- Original author(s): Joshua MacDonald
- Developer(s): Joshua MacDonald
- Initial release: October 12, 1997; 27 years ago
- Stable release: 3.1.0 / 8 January 2016; 9 years ago
- Repository: github.com/jmacd/xdelta ;
- Written in: C and C++
- Operating system: Unix-like, Microsoft Windows
- Type: Utility software
- License: Apache License 2.0

= Xdelta =

Computer program

Xdelta is a command line tool for delta encoding, which stores or transmits the difference (deltas) between sequential data, instead of entire files. This is similar to diff and patch, except diff computes and shows the difference between two complete files, while patch is primarily designed for human-readable text files; Xdelta is designed for binary files and does not generate human readable output.

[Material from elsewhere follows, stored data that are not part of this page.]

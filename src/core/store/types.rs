use serde::{Deserialize, Serialize};
use std::fmt;
use std::str::FromStr;

use crate::error::ApiError;

/// The three task flavors the platform forwards to the agent side.
#[derive(Debug, Clone, Copy, PartialEq, Eq, Serialize, Deserialize)]
#[serde(rename_all = "kebab-case")]
pub enum TaskKind {
    Chat,
    ExamGeneration,
    Grading,
}

impl TaskKind {
    pub fn as_str(&self) -> &'static str {
        match self {
            TaskKind::Chat => "chat",
            TaskKind::ExamGeneration => "exam-generation",
            TaskKind::Grading => "grading",
        }
    }
}

impl fmt::Display for TaskKind {
    fn fmt(&self, f: &mut fmt::Formatter<'_>) -> fmt::Result {
        f.write_str(self.as_str())
    }
}

impl FromStr for TaskKind {
    type Err = ApiError;

    fn from_str(s: &str) -> Result<Self, Self::Err> {
        match s {
            "chat" => Ok(TaskKind::Chat),
            "exam-generation" => Ok(TaskKind::ExamGeneration),
            "grading" => Ok(TaskKind::Grading),
            other => Err(ApiError::InvalidTaskKind(other.to_string())),
        }
    }
}

#[derive(Debug, Clone, Copy, PartialEq, Eq, Serialize, Deserialize)]
#[serde(rename_all = "lowercase")]
pub enum RequestStatus {
    Pending,
    Completed,
    Failed,
}

impl RequestStatus {
    pub fn as_str(&self) -> &'static str {
        match self {
            RequestStatus::Pending => "pending",
            RequestStatus::Completed => "completed",
            RequestStatus::Failed => "failed",
        }
    }

    pub fn is_terminal(&self) -> bool {
        !matches!(self, RequestStatus::Pending)
    }

    pub(crate) fn from_db(s: &str) -> rusqlite::Result<Self> {
        match s {
            "pending" => Ok(RequestStatus::Pending),
            "completed" => Ok(RequestStatus::Completed),
            "failed" => Ok(RequestStatus::Failed),
            other => Err(rusqlite::Error::InvalidColumnType(
                0,
                format!("unexpected status value: {other}"),
                rusqlite::types::Type::Text,
            )),
        }
    }
}

/// What a completion callback reports for a request.
#[derive(Debug, Clone, Copy, PartialEq, Eq, Serialize, Deserialize)]
#[serde(rename_all = "lowercase")]
pub enum CallbackOutcome {
    Completed,
    Failed,
}

/// One in-flight asynchronous task, persisted from submission until the
/// matching webhook callback lands. Never deleted by core logic.
#[derive(Debug, Clone, Serialize)]
pub struct PendingRequest {
    pub request_id: String,
    pub kind: TaskKind,
    pub requester: String,
    pub payload: String,
    pub status: RequestStatus,
    /// Set iff status = completed.
    pub result: Option<String>,
    /// Set iff status = failed.
    pub error: Option<String>,
    pub created_at: String,
    pub completed_at: Option<String>,
}
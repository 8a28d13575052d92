pub mod config;
pub mod core;
pub mod error;
pub mod interfaces;
pub mod logging;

Xdelta was first released sometime before October 12, 1997 by Joshua MacDonald, who currently maintains the program. The algorithm of xdelta1 was based on the algorithm of rsync, developed by Andrew Tridgell, though it uses a smaller block size.

Xdelta version 3 is primarily designed to work with streams following the standardized VCDIFF format, and it realized the compatibility among other delta encoding software which supports the VCDIFF format. It runs on Unix-like operating systems and Microsoft Windows. xdelta can handle up to 2^{64} byte files, and it is suitable for large backups.